Qui è ancora peggio, in Regione c’è chi ha provato in extremis a bloccare il trasloco del 118, al posto del quale sarebbe andato il centro, e non c’è riuscito perché il trasferimento era già avvenuto. C’è chi ha detto “tanto a Latina non si farà mai”. C’è chi sta nascondendo una lettera spedita alla Asl a dicembre 2013 con le motivazioni che non consentirebbero di aprire il centro. Sì, nascondendo. L’ha chiesta invano il consigliere regionale Pino Simeone. Chi scrive ha attivato una richiesta di accesso agli atti. Nulla.
Perché non si può aprire il centro dopo protocolli firmati e delibere vigenti? Nessuno lo dice ufficialmente. Sembra che ci sarebbero intoppi sulla proprietà dei macchinari, sull’uso “privato” di un bene pubblico (la sede dell’ex 118) nonostante le prestazioni gratis garantite alla Asl, la Fondazione “guadagnerebbe” – reinvestendo sul centro, mica intascando i soldi… – e chi più ne ha ne metta.
Qui la Fondazione, che certo ci “prova” e vuole mettere la Regione alle strette, di sicuro investe. Fior di milioni di euro, per un macchinario unico in Italia, destinato a richiamare studiosi da mezzo mondo. Questo non conta per i burocrati, ancora meno per i politici a quanto pare. Quelli che promettono da oltre dieci anni la terapia intensiva neonatale, ad esempio, mentre i bambini con problemi continuano a essere a rischio. Quelli che con il Dea di II livello giocano a carta vince carta perde: Marrazzo lo inserisce ma non lo crea, la Polverini lo toglie, Zingaretti lo reinserisce ma formalmente c’è ancora da aspettare.
Certo nel caso dell’alta diagnostica, il macchinario resterebbe privato e c’è da dire meno male. Perché basta fare quattro passi al “Goretti” per vedere in che condizioni sono quelli pubblici e cosa occorre fare per sostituirli. A cominciare – i burocrati conoscono – dall’acceleratore lineare. Indispensabile per la radioterapia, la cura dei tumori.
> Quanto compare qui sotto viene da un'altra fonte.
#[cfg(test)]
mod tests {
    use super::*;
    use crate::module::catalog::schema::ColumnType;
    use crate::module::fetch::StaticFetcher;
    use satcat_common::{FieldValue, TleEnrichment, TLE_NAME_FIELD};

    const ISS_L1: &str = "1 25544U 98067A   25277.51782528  .00016717  00000-0  30375-3 0  9993";
    const ISS_L2: &str = "2 25544  51.6416 247.4627 0006703 130.5360 325.0288 15.49815509 30000";

    const SATCAT_PAGE: &str = "<html><body><pre>NAME  ID  STATUS</pre>\
<pre>\nS  ISS  S25544  ACTIVE\nS  HUBBLE  S20580  ACTIVE\n# note\n</pre></body></html>";

    const ACTIVE_CSV: &str = "OBJECT_NAME,NORAD_CAT_ID,INCLINATION\nISS (ZARYA),25544,51.64\n";

    fn source(label: &str, url: &str, format: SourceFormat) -> SourceSpec {
        SourceSpec {
            label: label.to_string(),
            url: url.to_string(),
            format,
            id_column: None,
            id_convention: IdConvention::Auto,
            select_fields: None,
            numeric_fields: Vec::new(),
            limit: None,
        }
    }

    fn master_spec() -> PipelineSpec {
        PipelineSpec {
            name: "master".to_string(),
            primary: SourceSpec {
                id_column: Some("ID".to_string()),
                ..source("SATCAT", "satcat", SourceFormat::FixedWidthHtml { record_marker: 'S' })
            },
            secondary: Some(SourceSpec {
                numeric_fields: vec!["INCLINATION".to_string()],
                ..source("ACTIVE", "active", SourceFormat::Csv)
            }),
            tle: None,
            table_name: "satellites".to_string(),
            status_field: DEFAULT_STATUS_FIELD.to_string(),
            data_source: None,
        }
    }

    fn texts(primary: &str, secondary: Option<&str>, tle: Option<&str>) -> SourceTexts {
        SourceTexts {
            primary: primary.to_string(),
            secondary: secondary.map(str::to_string),
            tle: tle.map(str::to_string),
            fetched_utc: Utc::now(),
        }
    }

    #[test]
    fn test_end_to_end_reconcile() {
        let output =
            reconcile(&master_spec(), &texts(SATCAT_PAGE, Some(ACTIVE_CSV), None)).unwrap();
        assert_eq!(output.records.len(), 2);

        let iss = &output.records[0];
        assert_eq!(iss.fields.get_text("NAME"), Some("ISS"));
        assert_eq!(iss.fields.get_text("ID"), Some("S25544"));
        assert_eq!(iss.norad_id, Some(25544));
        assert_eq!(iss.status, SatStatus::Active);
        assert_eq!(iss.fields.get("INCLINATION"), Some(&FieldValue::Number(51.64)));

        assert_eq!(output.records[1].status, SatStatus::Inactive);
        assert_eq!(output.stats.primary_rows.map(|s| s.ignored), Some(1));
        assert_eq!(output.stats.join.matched, 1);
    }

    #[test]
    fn test_status_overwrites_source_column() {
        let output =
            reconcile(&master_spec(), &texts(SATCAT_PAGE, Some(ACTIVE_CSV), None)).unwrap();
        let rows = output.rows();
        // The page's own STATUS column is replaced in place by the derived status
        assert_eq!(rows[1].get_text("STATUS"), Some("INACTIVE"));
        assert_eq!(rows[1].names().nth(2), Some("STATUS"));
    }

    #[test]
    fn test_table_is_inferred_from_output_rows() {
        let output =
            reconcile(&master_spec(), &texts(SATCAT_PAGE, Some(ACTIVE_CSV), None)).unwrap();
        let table = &output.table;
        assert_eq!(table.index_on.as_deref(), Some("ID"));
        assert_eq!(table.primary_key, "record_id");
        let inclination = table.fields.iter().find(|f| f.name == "INCLINATION").unwrap();
        assert_eq!(inclination.column_type, ColumnType::Numeric);
    }

    #[test]
    fn test_single_listing_with_bulk_tle() {
        let spec = PipelineSpec {
            name: "active".to_string(),
            primary: SourceSpec {
                select_fields: Some(vec!["OBJECT_NAME".to_string(), "NORAD_CAT_ID".to_string()]),
                ..source("ACTIVE", "active", SourceFormat::Csv)
            },
            secondary: None,
            tle: Some(TleSource::Bulk { url: "tle".to_string() }),
            table_name: "satellites_tle".to_string(),
            status_field: DEFAULT_STATUS_FIELD.to_string(),
            data_source: Some("Celestrak".to_string()),
        };
        let tle = format!("ISS (ZARYA)\n{}\n{}\n", ISS_L1, ISS_L2);
        let output = reconcile(&spec, &texts(ACTIVE_CSV, None, Some(&tle))).unwrap();

        assert_eq!(output.records.len(), 1);
        assert!(output.records[0].is_tle_enriched());
        assert_eq!(output.stats.tle, Some(TleAttachStats { attached: 1, missing: 0 }));

        let row = &output.rows()[0];
        assert_eq!(row.get_text("TLE_FETCHED"), Some("YES"));
        assert_eq!(row.get_text("DATA_SOURCE"), Some("Celestrak"));
        assert!(row.contains(LAST_UPDATED_FIELD));
        assert!(!row.contains("INCLINATION"));
    }

    #[test]
    fn test_structural_error_aborts() {
        let err = reconcile(&master_spec(), &texts("<html></html>", Some(ACTIVE_CSV), None))
            .unwrap_err();
        assert!(matches!(err, ReconcileError::NoTableFound));
    }

    #[test]
    fn test_missing_secondary_text_aborts() {
        let err = reconcile(&master_spec(), &texts(SATCAT_PAGE, None, None)).unwrap_err();
        assert!(matches!(
            err,
            ReconcileError::MissingSourceText { ref source_label } if source_label == "ACTIVE"
        ));
    }

    #[test]
    fn test_per_object_targets() {
        let make = |id: Option<NoradId>, status| UnifiedRecord {
            norad_id: id,
            fields: FieldRecord::new(),
            status,
            tle: TleEnrichment::NotRequested,
        };
        let records = vec![
            make(Some(5), SatStatus::Inactive),
            make(Some(25544), SatStatus::Active),
            make(None, SatStatus::Unknown),
            make(Some(25544), SatStatus::Active),
            make(Some(43017), SatStatus::Active),
        ];
        assert_eq!(per_object_targets(&records, None), vec![25544, 43017]);
        assert_eq!(per_object_targets(&records, Some(1)), vec![25544]);
    }

    #[tokio::test]
    async fn test_run_pipeline_with_per_object_tle() {
        let n2yo = format!(
            r#"{{"info":{{"satid":25544,"satname":"SPACE STATION"}},"tle":"{}\r\n{}"}}"#,
            ISS_L1, ISS_L2
        );
        let fetcher = StaticFetcher::new([
            ("satcat", SATCAT_PAGE),
            ("active", ACTIVE_CSV),
            ("tle/25544?key=K", n2yo.as_str()),
        ]);
        let spec = PipelineSpec {
            tle: Some(TleSource::PerObject {
                url_template: "tle/{id}?key={api_key}".to_string(),
                delay_ms: 0,
                limit: None,
            }),
            ..master_spec()
        };

        let output = run_pipeline(&spec, &fetcher, Some("K")).await.unwrap();

        assert_eq!(fetcher.requests(), vec!["satcat", "active", "tle/25544?key=K"]);
        assert!(output.records[0].is_tle_enriched());
        assert_eq!(output.records[1].tle, TleEnrichment::Missing);
        assert!(output.table.fields.iter().any(|f| f.name == "TLE_LINE1"));
        assert_eq!(output.rows()[0].get_text(TLE_NAME_FIELD), Some("SPACE STATION"));
    }

    #[tokio::test]
    async fn test_run_pipeline_requires_api_key() {
        let fetcher = StaticFetcher::new([("satcat", SATCAT_PAGE), ("active", ACTIVE_CSV)]);
        let spec = PipelineSpec {
            tle: Some(TleSource::PerObject {
                url_template: "tle/{id}?key={api_key}".to_string(),
                delay_ms: 0,
                limit: None,
            }),
            ..master_spec()
        };
        let err = run_pipeline(&spec, &fetcher, None).await.unwrap_err();
        assert!(matches!(err, ReconcileError::MissingApiKey { .. }));
    }

    #[tokio::test]
    async fn test_run_pipeline_fetch_failure() {
        let fetcher = StaticFetcher::new([("satcat", SATCAT_PAGE)]);
        let err = run_pipeline(&master_spec(), &fetcher, None).await.unwrap_err();
        assert!(matches!(err, ReconcileError::Fetch(_)));
    }

    #[test]
    fn test_pipeline_spec_from_toml() {
        let spec: PipelineSpec = toml::from_str(
            r#"
            name = "master"
            data_source = "planet4589.org + Celestrak"

            [primary]
            label = "SATCAT"
            url = "https://planet4589.org/space/gcat/data/cat/satcat.html"
            format = { kind = "fixed_width_html" }
            id_convention = "jcat"

            [secondary]
            label = "ACTIVE"
            url = "https://celestrak.org/NORAD/elements/gp.php?GROUP=active&FORMAT=csv"
            format = { kind = "csv" }

            [tle]
            kind = "per_object"
            url_template = "https://api.n2yo.com/rest/v1/satellite/tle/{id}?apiKey={api_key}"
            limit = 100
            "#,
        )
        .unwrap();

        assert_eq!(spec.primary.format, SourceFormat::FixedWidthHtml { record_marker: 'S' });
        assert_eq!(spec.primary.id_convention, IdConvention::Jcat);
        assert_eq!(spec.status_field, "STATUS");
        assert_eq!(spec.table_name, "satellites");
        match spec.tle {
            Some(TleSource::PerObject { delay_ms, limit, .. }) => {
                assert_eq!(delay_ms, 1000);
                assert_eq!(limit, Some(100));
            }
            other => panic!("unexpected TLE source: {:?}", other),
        }
    }
}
Chi impedì la gara per il nuovo? Basta chiedere in Regione, negli uffici lo sanno bene. Si sono persi tra spesa corrente e spesa in conto capitale quando la Asl propose di pagarlo con fondi di bilancio. Lo stiamo ancora aspettando e al primo guasto dell’unico funzionante partiranno i viaggi della speranza per Roma.
Il macchinario del centro per alta diagnostica non avrebbe di questi problemi, pagherebbe tutto la fondazione Roma. Ma se una cosa decidi di non farla fare, il modo in Italia lo trovi. La Regione, attraverso pareri “a soggetto“, è stata capace di rinviare finché ha potuto l’approvazione del nuovo porto di Anzio decretandone il fallimento quando è stato autorizzato in piena crisi della nautica. Adesso in Regione c’è chi – per motivi ufficialmente sconosciuti – intende bloccare a Latina un investimento, la possibilità di fare ricerca, la diagnostica senza eguali per i tumori.

Verranno a dirci che c’è il “piano di rientro“, la ricetta che ormai usano per ogni “no“. Un’ultima curiosità: la Regione che ha aperto senza “autorizzazione all’esercizio” la casa della salute di Sezze è la stessa che sta impedendo il centro di alta diagnostica. Complimenti!